The history of opera in Romania dates back to the 18th century when French, Italian, and German touring companies began performing the standard European repertoire of the day in the main cities of Romania. Home-grown opera companies both professional and amateur began forming in the 19th century. In 1843 a purpose-built theatre for the performance of Italian opera was established in Bucharest. Its inaugural performance was Bellini's Norma. Opera was also performed by the students at the conservatory established by The Philharmonic Society of Bucharest.

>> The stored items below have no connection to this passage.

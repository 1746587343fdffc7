//! Integration tests for the gfx color crates.
//!
//! This crate contains end-to-end tests that check the crates together:
//! float colors packed to device pixels, kernels reached through
//! `Rgba8T`, raw buffers read through channel orders.
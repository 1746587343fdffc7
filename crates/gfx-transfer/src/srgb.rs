//! sRGB transfer function.
//!
//! Piecewise curve: a linear segment near black joined to a 2.4 power
//! segment, overall close to gamma 2.2.
//!
//! # Range
//!
//! - Input/Output: [0, 1]. Inputs outside the range are clamped.
//!
//! # Reference
//!
//! IEC 61966-2-1:1999

/// Encoded value below which the curve is linear.
pub const ENCODED_KNEE: f32 = 0.04045;

/// Linear value below which the curve is linear.
pub const LINEAR_KNEE: f32 = 0.003_130_8;

/// Slope of the linear segment.
pub const LINEAR_SLOPE: f32 = 12.92;

/// Decodes a gamma-encoded sRGB value to linear light.
///
/// ```text
/// if V <= 0.04045:
///     L = V / 12.92
/// else:
///     L = ((V + 0.055) / 1.055)^2.4
/// ```
///
/// ```rust
/// use gfx_transfer::srgb::eotf;
///
/// let linear = eotf(0.5);
/// assert!((linear - 0.214).abs() < 0.01);
/// ```
#[inline]
pub fn eotf(v: f32) -> f32 {
    let v = v.clamp(0.0, 1.0);
    if v <= ENCODED_KNEE {
        v / LINEAR_SLOPE
    } else {
        ((v + 0.055) / 1.055).powf(2.4)
    }
}

/// Encodes linear light to a gamma-encoded sRGB value.
///
/// ```text
/// if L <= 0.0031308:
///     V = L * 12.92
/// else:
///     V = 1.055 * L^(1/2.4) - 0.055
/// ```
///
/// ```rust
/// use gfx_transfer::srgb::oetf;
///
/// let encoded = oetf(0.214);
/// assert!((encoded - 0.5).abs() < 0.01);
/// ```
#[inline]
pub fn oetf(l: f32) -> f32 {
    let l = l.clamp(0.0, 1.0);
    if l <= LINEAR_KNEE {
        l * LINEAR_SLOPE
    } else {
        1.055 * l.powf(1.0 / 2.4) - 0.055
    }
}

By the early 19th century, works by native Romanian composers began to be performed, although usually with librettos in German (or occasionally Hungarian). The notion of a Romanian national opera tradition emerged in the mid-19th century with the appearance of operas on Romanian subjects, often based on historical events, with Romanian-language librettos.

The country's principal national opera company, Romanian National Opera, Bucharest (Opera Națională București), had its roots in the formation of the Opera Society (Societatea Opera). In 1921 under the patronage of Queen Maria and Octavian Goga the society became a state institution with state funding. Their inaugural performance was on 8 December 1921 with George Enescu conducting the Bucharest premiere Wagner's Lohengrin. Further national opera companies were established in Timișoara, Iași, and Cluj.

==Opera houses and companies==
In addition to smaller opera companies such as Opera Brașov in Brașov, Craiova Romanian Opera in Craiova, and the Hungarian Opera in Cluj-Napoca, Romania has four national opera companies:
- Romanian National Opera, Bucharest
- Romanian National Opera, Cluj-Napoca
- Romanian National Opera, Iași
- Romanian National Opera, Timișoara

Operas and operettas are also performed at the National Theatre of Opera and Ballet "Oleg Danovski" in Constanța, the Nae Leonard Theatre in Galați, and the National Operetta Theatre in Bucharest.